Work instruction
Look through the data that follows and work out how many lines contain the string "pixels". Nothing but that number should be given.

Records shown
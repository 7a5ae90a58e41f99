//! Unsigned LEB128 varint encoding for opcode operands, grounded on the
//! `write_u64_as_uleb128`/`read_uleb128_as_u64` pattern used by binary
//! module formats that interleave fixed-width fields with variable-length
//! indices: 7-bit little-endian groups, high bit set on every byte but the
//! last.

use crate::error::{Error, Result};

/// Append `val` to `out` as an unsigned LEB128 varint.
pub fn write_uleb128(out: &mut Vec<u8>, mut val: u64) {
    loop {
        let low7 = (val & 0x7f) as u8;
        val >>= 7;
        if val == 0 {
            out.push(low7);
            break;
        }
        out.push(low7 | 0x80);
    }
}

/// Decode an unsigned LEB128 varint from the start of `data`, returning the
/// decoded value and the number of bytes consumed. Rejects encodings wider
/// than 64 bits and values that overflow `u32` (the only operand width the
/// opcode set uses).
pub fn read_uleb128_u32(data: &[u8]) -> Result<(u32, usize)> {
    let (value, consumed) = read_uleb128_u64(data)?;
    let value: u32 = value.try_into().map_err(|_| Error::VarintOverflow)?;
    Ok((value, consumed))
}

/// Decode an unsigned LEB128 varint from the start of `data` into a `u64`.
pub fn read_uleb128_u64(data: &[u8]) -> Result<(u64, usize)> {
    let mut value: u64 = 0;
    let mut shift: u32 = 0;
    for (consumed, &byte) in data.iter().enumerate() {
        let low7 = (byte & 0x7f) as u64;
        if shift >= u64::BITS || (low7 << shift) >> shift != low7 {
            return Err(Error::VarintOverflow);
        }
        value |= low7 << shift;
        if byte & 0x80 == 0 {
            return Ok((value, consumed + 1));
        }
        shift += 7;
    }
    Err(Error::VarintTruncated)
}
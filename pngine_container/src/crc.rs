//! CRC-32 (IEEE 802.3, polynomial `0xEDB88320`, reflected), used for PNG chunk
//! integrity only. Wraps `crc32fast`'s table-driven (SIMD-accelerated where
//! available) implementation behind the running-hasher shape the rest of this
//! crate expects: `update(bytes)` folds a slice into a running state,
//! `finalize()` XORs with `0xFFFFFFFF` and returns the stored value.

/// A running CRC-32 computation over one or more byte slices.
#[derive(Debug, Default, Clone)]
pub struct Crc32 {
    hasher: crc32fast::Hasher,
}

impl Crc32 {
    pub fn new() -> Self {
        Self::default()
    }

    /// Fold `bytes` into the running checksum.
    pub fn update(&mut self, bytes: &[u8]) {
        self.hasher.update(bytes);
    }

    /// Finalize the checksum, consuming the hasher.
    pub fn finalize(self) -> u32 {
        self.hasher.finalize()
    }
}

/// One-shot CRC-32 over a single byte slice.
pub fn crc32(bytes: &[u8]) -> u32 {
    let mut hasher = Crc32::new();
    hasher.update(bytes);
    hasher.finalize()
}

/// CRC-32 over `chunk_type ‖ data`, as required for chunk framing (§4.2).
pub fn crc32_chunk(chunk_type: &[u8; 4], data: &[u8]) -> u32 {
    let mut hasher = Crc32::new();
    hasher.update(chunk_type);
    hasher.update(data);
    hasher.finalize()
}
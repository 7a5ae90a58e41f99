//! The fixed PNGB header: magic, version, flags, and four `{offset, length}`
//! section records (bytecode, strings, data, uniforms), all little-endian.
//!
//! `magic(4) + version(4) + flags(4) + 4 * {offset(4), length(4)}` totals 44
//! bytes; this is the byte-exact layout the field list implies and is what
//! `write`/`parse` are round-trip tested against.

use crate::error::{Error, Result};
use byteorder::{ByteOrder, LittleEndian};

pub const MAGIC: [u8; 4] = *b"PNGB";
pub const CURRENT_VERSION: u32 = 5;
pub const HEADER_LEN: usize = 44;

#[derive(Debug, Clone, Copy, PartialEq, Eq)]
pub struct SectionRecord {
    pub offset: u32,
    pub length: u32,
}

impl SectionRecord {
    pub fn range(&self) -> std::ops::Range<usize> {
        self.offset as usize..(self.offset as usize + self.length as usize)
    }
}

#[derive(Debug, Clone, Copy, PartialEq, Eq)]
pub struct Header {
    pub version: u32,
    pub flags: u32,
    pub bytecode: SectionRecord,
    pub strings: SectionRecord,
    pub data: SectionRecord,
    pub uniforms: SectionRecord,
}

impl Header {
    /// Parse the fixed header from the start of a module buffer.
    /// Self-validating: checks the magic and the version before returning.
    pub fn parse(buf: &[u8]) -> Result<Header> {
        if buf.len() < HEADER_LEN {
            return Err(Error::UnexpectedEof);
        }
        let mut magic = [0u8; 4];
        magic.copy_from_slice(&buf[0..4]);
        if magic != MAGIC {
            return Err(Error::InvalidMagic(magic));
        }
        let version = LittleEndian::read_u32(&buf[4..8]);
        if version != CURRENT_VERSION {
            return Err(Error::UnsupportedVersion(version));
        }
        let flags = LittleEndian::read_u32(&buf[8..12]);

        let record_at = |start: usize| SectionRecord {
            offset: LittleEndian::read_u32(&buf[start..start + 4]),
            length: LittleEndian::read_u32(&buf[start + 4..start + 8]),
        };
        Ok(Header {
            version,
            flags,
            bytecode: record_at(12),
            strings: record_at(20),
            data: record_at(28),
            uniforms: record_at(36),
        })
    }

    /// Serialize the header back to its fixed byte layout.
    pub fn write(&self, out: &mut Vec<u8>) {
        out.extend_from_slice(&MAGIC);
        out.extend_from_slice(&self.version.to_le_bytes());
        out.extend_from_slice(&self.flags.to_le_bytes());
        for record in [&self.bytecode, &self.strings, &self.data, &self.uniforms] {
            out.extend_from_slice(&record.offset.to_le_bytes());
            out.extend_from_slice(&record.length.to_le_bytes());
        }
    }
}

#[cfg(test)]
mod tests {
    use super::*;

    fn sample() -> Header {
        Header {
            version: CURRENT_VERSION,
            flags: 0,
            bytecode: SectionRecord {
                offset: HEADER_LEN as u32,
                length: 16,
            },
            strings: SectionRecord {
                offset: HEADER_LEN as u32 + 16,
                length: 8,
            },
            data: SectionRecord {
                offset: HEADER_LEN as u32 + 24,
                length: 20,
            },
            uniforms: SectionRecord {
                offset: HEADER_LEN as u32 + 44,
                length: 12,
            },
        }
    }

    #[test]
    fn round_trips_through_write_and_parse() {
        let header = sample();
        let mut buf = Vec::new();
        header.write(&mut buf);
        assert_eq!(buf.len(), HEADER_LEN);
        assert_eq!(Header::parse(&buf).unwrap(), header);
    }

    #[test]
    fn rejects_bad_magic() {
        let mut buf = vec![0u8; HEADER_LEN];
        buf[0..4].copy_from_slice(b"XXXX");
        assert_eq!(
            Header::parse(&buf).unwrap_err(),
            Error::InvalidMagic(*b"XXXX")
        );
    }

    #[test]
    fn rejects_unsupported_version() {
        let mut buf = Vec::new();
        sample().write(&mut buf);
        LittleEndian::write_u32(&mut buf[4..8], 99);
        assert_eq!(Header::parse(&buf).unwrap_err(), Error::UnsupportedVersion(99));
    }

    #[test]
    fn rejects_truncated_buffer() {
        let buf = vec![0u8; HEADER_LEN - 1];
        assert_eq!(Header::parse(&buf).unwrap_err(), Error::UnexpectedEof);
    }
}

--

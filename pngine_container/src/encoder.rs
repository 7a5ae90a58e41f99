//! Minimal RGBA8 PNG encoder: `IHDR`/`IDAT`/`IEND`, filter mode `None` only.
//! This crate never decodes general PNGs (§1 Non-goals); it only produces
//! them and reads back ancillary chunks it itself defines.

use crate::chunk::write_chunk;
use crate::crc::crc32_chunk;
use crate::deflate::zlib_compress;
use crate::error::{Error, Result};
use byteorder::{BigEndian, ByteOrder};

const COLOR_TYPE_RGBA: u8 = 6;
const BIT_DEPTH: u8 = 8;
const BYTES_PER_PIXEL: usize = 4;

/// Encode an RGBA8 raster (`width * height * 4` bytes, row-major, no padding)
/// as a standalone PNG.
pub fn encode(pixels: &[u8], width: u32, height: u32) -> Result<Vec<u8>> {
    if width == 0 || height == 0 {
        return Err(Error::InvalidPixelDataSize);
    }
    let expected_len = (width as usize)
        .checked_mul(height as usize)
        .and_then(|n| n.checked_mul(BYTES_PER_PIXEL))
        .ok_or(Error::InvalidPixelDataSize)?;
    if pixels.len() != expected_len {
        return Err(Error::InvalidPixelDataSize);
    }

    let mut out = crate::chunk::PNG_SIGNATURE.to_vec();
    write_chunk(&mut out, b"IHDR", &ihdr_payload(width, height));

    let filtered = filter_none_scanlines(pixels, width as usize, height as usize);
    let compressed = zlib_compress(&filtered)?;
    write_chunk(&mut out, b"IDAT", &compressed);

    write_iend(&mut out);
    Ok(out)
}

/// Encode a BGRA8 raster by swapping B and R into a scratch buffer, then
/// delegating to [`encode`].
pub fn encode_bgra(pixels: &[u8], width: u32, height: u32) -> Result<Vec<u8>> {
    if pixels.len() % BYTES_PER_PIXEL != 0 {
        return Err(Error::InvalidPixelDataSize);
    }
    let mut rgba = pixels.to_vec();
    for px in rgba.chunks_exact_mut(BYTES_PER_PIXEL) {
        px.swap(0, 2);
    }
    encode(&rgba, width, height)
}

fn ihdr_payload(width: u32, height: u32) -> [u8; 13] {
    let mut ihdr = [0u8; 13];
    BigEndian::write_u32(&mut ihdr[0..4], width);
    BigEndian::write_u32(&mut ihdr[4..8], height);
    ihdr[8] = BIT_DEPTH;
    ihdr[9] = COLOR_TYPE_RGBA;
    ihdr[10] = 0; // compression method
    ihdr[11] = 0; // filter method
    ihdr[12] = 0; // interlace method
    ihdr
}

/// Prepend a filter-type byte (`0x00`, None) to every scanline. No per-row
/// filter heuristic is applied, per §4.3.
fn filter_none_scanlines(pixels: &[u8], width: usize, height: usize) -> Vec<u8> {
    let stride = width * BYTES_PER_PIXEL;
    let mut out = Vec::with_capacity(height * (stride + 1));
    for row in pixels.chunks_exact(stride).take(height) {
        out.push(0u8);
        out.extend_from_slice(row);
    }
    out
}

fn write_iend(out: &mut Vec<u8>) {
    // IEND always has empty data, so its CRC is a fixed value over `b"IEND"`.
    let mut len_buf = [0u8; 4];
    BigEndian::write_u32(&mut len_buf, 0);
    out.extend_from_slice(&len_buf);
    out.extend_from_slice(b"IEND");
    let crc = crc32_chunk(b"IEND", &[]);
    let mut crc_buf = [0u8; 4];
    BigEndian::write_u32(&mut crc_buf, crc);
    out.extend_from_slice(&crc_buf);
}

Exercise response
8